Only the cricket whistling

While the dewdrops fall,

So I know not who came knocking,

At all, at all, all.

By Walter de la Mare

www.squidoo.com/classicpoemsforkids

What is Hope

Hope is a bright shining light which keeps darkness at the bay

Hope is gentle cold breeze on a hot summer day

Hope is to remain positive when going gets tough

Hope is seeking more when others think u had enough

What hope means

Hope is dreaming of tomorrow

Hope is simmering under sorrow

Hope is sparkles when tears in our eyes

Hope is a beautiful thing and beautiful things never dies

What hope means

Hope is as light as a feather

Hope keeps all of us together

Hope is ubiquitous and free of cost

hope is the last thing ever lost…..

By Vineet Bansal

http://www.poemhunter.com/poem/what-is-hope-2/

The Eagle

He clasps the crag with crooked hands;

Close to the sun in lonely hands,

Ringed with the azure world, he stands.

The wrinkled sea beneath him crawls;

He watches from his mountain walls,

And like a thunderbolt he falls.

By Lord Alfred Tennyson

Poetry for Guys…Who Thought They Hated Poetry

Compiled and with commentary by Kathleen Grizzard Schmook

Willow Creek Press

Differentiated Instruction

Some ideas for differentiated instruction of this novel are already provided through the other facets of this literacy focus unit. Providing a library of books that can be read by students at all different levels of fluency and comprehension, would be the first and most utilized area of differentiated instruction. Allowing students to create their own art in the form of pictures, poems, inventions, and skits, would allow them to express themselves, their understanding, and their perspectives in alternative and original ways. Providing audio/visual resources to watch and listen to, will also help involve all students in successfully reading and interpreting the themes within the story. If available, another resource would be to take a field trip to a frontier or old settlement community, to see how people lived, adapted, and overcame obstacles that we take for granted today. These types of activities and field trips can provide lasting memories and meaningful experiences that connect students to classmates and to learning at a whole new level.

Assessment Activities

Exit ticket, Comparison/Contrast writing

A. Providing an exit ticket for the students to complete at the end of a lesson would be an informal assessment that can given daily if you choose.
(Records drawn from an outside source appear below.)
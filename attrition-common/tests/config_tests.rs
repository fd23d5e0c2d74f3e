//! Integration tests for configuration loading and artifact resolution
//!
//! Tests cover:
//! - Explicit config file must exist
//! - TOML values are read from disk
//! - Artifacts are looked up in the configured directory, then its parent

use attrition_common::config::{resolve_artifact, TomlConfig};
use attrition_common::Error;
use std::fs;
use tempfile::TempDir;

#[test]
fn test_explicit_missing_config_file_is_error() {
    let temp = TempDir::new().unwrap();
    let missing = temp.path().join("nope.toml");

    let err = TomlConfig::load(Some(missing.as_path())).unwrap_err();
    assert!(matches!(err, Error::Config(_)));
}

#[test]
fn test_load_reads_file_values() {
    let temp = TempDir::new().unwrap();
    let path = temp.path().join("attrition.toml");
    fs::write(
        &path,
        "host = \"127.0.0.1\"\nport = 8100\nmodel_file = \"lr.json\"\ncors_origins = [\"http://example.test\"]\n",
    )
    .unwrap();

    let config = TomlConfig::load(Some(path.as_path())).unwrap();
    assert_eq!(config.host, "127.0.0.1");
    assert_eq!(config.port, 8100);
    assert_eq!(config.model_file, "lr.json");
    assert_eq!(config.cors_origins, vec!["http://example.test".to_string()]);
    assert_eq!(config.preprocessor_file, "preprocessor.json");
}

#[test]
fn test_artifact_found_in_primary_directory() {
    let temp = TempDir::new().unwrap();
    let backend = temp.path().join("backend");
    fs::create_dir(&backend).unwrap();
    fs::write(backend.join("preprocessor.json"), "{}").unwrap();
    fs::write(temp.path().join("preprocessor.json"), "{}").unwrap();

    let mut config = TomlConfig::default();
    config.apply_overrides(None, None, Some(backend.clone()));

    assert_eq!(config.preprocessor_path().unwrap(), backend.join("preprocessor.json"));
}

#[test]
fn test_artifact_falls_back_to_parent_directory() {
    let temp = TempDir::new().unwrap();
    let backend = temp.path().join("backend");
    fs::create_dir(&backend).unwrap();
    fs::write(temp.path().join("best_attrition_model.json"), "{}").unwrap();

    let mut config = TomlConfig::default();
    config.apply_overrides(None, None, Some(backend));

    assert_eq!(
        config.model_path().unwrap(),
        temp.path().join("best_attrition_model.json")
    );
}

#[test]
fn test_artifact_missing_everywhere_names_last_path() {
    let temp = TempDir::new().unwrap();
    let candidates = vec![temp.path().join("backend"), temp.path().to_path_buf()];

    let err = resolve_artifact(&candidates, "model.json").unwrap_err();
    match err {
        Error::Artifact(msg) => {
            assert!(msg.contains("model.json"));
            assert!(msg.contains(&temp.path().display().to_string()));
        }
        other => panic!("unexpected error: {other}"),
    }
}
//! Exploratory statistics endpoint

use axum::{extract::State, routing::get, Json, Router};

use super::run_blocking;
use crate::error::ApiResult;
use crate::explore::{self, ExploreReport};
use crate::AppState;

/// GET /explore
pub async fn explore_data(State(state): State<AppState>) -> ApiResult<Json<ExploreReport>> {
    let dataset = state.session.require().await?;
    let report = run_blocking("Exploration", move || explore::explore(&dataset)).await?;
    Ok(Json(report))
}

/// Build exploration routes
pub fn explore_routes() -> Router<AppState> {
    Router::new().route("/explore", get(explore_data))
}
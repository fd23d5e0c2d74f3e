//! Exploration engine
//!
//! Read-only statistics over the session table: numeric summaries,
//! categorical frequency tables and four chart series.

pub mod charts;
pub mod stats;

use attrition_common::schema::{self, CATEGORICAL_COLUMNS, NUMERIC_COLUMNS};
use polars::prelude::{ChunkAgg, Float64Chunked};
use serde::Serialize;

use crate::dataset::{Dataset, OrderedMap};
use crate::error::{ApiError, ApiResult};
use charts::ChartSeries;
use stats::{FrequencyTable, NumericSummary};

/// Table shape and null counts
#[derive(Debug, Serialize)]
pub struct DatasetOverview {
    pub total_rows: usize,
    pub total_cols: usize,
    pub missing_values: OrderedMap<usize>,
}

/// Per categorical column summary
#[derive(Debug, Serialize)]
pub struct CategoricalSummary {
    pub unique: usize,
    pub values: OrderedMap<usize>,
    pub labels: Vec<String>,
    pub counts: Vec<usize>,
}

impl From<&FrequencyTable> for CategoricalSummary {
    fn from(table: &FrequencyTable) -> Self {
        Self {
            unique: table.unique(),
            values: table.to_map(),
            labels: table.labels(),
            counts: table.counts(),
        }
    }
}

/// The four dashboard charts
#[derive(Debug, Serialize)]
pub struct Charts {
    pub age_distribution: ChartSeries,
    pub department: ChartSeries,
    pub job_role: ChartSeries,
    pub monthly_income: ChartSeries,
}

/// GET /explore payload
#[derive(Debug, Serialize)]
pub struct ExploreReport {
    pub status: &'static str,
    pub summary: DatasetOverview,
    pub numerical: OrderedMap<NumericSummary>,
    pub categorical: OrderedMap<CategoricalSummary>,
    pub charts: Charts,
}

/// Compute the full exploration report
pub fn explore(dataset: &Dataset) -> ApiResult<ExploreReport> {
    let missing = schema::missing_required(&dataset.columns());
    if !missing.is_empty() {
        return Err(ApiError::MissingColumns(missing));
    }

    let mut numerical = OrderedMap::new();
    for name in NUMERIC_COLUMNS {
        numerical.insert(name, stats::numeric_summary(&numeric(dataset, name)?));
    }

    let mut categorical = OrderedMap::new();
    for name in CATEGORICAL_COLUMNS {
        let table = frequency(dataset, name)?;
        categorical.insert(name, CategoricalSummary::from(&table));
    }

    let charts = Charts {
        age_distribution: charts::age_distribution(&numeric(dataset, "Age")?),
        department: ChartSeries::from(&frequency(dataset, "Department")?),
        job_role: ChartSeries::from(&frequency(dataset, "JobRole")?),
        monthly_income: charts::income_distribution(&numeric(dataset, "MonthlyIncome")?)?,
    };

    Ok(ExploreReport {
        status: "success",
        summary: DatasetOverview {
            total_rows: dataset.n_rows(),
            total_cols: dataset.n_cols(),
            missing_values: dataset.missing_counts(),
        },
        numerical,
        categorical,
        charts,
    })
}

/// GET /summary payload body
#[derive(Debug, Serialize)]
pub struct HeadlineSummary {
    pub total_employees: usize,
    pub avg_age: Option<f64>,
    pub avg_income: Option<f64>,
    pub avg_tenure: Option<f64>,
    pub departments: usize,
    pub job_roles: usize,
}

/// Headline workforce figures
pub fn headline(dataset: &Dataset) -> ApiResult<HeadlineSummary> {
    Ok(HeadlineSummary {
        total_employees: dataset.n_rows(),
        avg_age: numeric(dataset, "Age")?.mean(),
        avg_income: numeric(dataset, "MonthlyIncome")?.mean(),
        avg_tenure: numeric(dataset, "YearsAtCompany")?.mean(),
        departments: frequency(dataset, "Department")?.unique(),
        job_roles: frequency(dataset, "JobRole")?.unique(),
    })
}

fn numeric(dataset: &Dataset, name: &str) -> ApiResult<Float64Chunked> {
    dataset
        .numeric_column(name)
        .ok_or_else(|| ApiError::MissingColumns(vec![name.to_string()]))
}

fn frequency(dataset: &Dataset, name: &str) -> ApiResult<FrequencyTable> {
    let series = dataset
        .frame()
        .column(name)
        .map_err(|_| ApiError::MissingColumns(vec![name.to_string()]))?;
    Ok(FrequencyTable::from_series(series)?)
}
//! Descriptive statistics over coerced columns

use polars::prelude::*;
use serde::Serialize;

use crate::dataset::{text_at, OrderedMap};

/// Per numeric column summary; `None` serializes as null
#[derive(Debug, Clone, PartialEq, Serialize)]
pub struct NumericSummary {
    pub mean: Option<f64>,
    pub std: Option<f64>,
    pub min: Option<f64>,
    pub max: Option<f64>,
    pub median: Option<f64>,
}

/// Summarize the non-null values of a column
///
/// `std` is the sample standard deviation (n - 1 denominator), so it needs
/// at least two values.
pub fn numeric_summary(values: &Float64Chunked) -> NumericSummary {
    let present = values.len() - values.null_count();
    NumericSummary {
        mean: values.mean(),
        std: if present > 1 { values.std(1) } else { None },
        min: values.min(),
        max: values.max(),
        median: values.median(),
    }
}

/// Value counts of a column, most frequent first
///
/// Ties are ordered by label. Nulls are not counted.
#[derive(Debug, Clone, Default, PartialEq)]
pub struct FrequencyTable {
    entries: Vec<(String, usize)>,
}

impl FrequencyTable {
    pub fn from_series(series: &Series) -> PolarsResult<Self> {
        let counted = series.value_counts(false, true)?;
        let [values, counts] = counted.get_columns() else {
            return Err(PolarsError::ComputeError("value counts must have two columns".into()));
        };
        let counts = counts.cast(&DataType::UInt64)?;
        let counts = counts.u64()?;

        let mut entries: Vec<(String, usize)> = (0..counted.height())
            .filter_map(|i| Some((text_at(values, i)?, counts.get(i)? as usize)))
            .collect();
        entries.sort_by(|a, b| b.1.cmp(&a.1).then_with(|| a.0.cmp(&b.0)));
        Ok(Self { entries })
    }

    /// Distinct non-null values
    pub fn unique(&self) -> usize {
        self.entries.len()
    }

    pub fn labels(&self) -> Vec<String> {
        self.entries.iter().map(|(l, _)| l.clone()).collect()
    }

    pub fn counts(&self) -> Vec<usize> {
        self.entries.iter().map(|(_, c)| *c).collect()
    }

    pub fn to_map(&self) -> OrderedMap<usize> {
        OrderedMap(self.entries.clone())
    }
}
For example: Where was Brian going and why was he going there?

B. Crossword Puzzle http://www.classhelper.org/crosword_puzzles.shtml?puzzles_action=show_puzzle&puzzzles_puzzle_id=1570908#

C. Write two letters to Brian’s mom or dad about the divorce. What’s most important to Brian before the plane crash? After living in the wilderness, what’s most important to Brian now?

D. Create a journal of Brian’s success’s and failures throughout your reading. Write about what he learned from them. Do you think he learned more from success or failure and why?

E. Hatchet Final Test, courtesy of Rothschild Elementary

1. Why is the book titled Hatchet?

2. How are Brian’s mosquito bites much worse than the one’s we get around here?

3. Why did Brian “waste” that $20 bill, or did he? Why?

4. How did he keep the fire from going out in Chapter 10?

5. Why do you think he was so upset when the plane turned and went away for the first time?

6. In chapter 13, he gives up on being rescued, but is encouraged by his new knowledge. Please explain this.

7. In chapter 14, according to Brian, what is “everything” in the forest?

8. Why is it so important for him to get inside the plane underneath the water?

9. We face challenges everyday. In your opinion, what was the biggest challenge Brian faced throughout the whole book?

10. Describe FIRST MEAT in detail?

11. What were the two disasters Brian suffered in chapter 16 and what good came from the disasters?

12. What was the best part of the book?

F. Complete a Compare/Contrast T-Chart

Compare and contrast one of your most challenging situations to that of the character from Hatchet.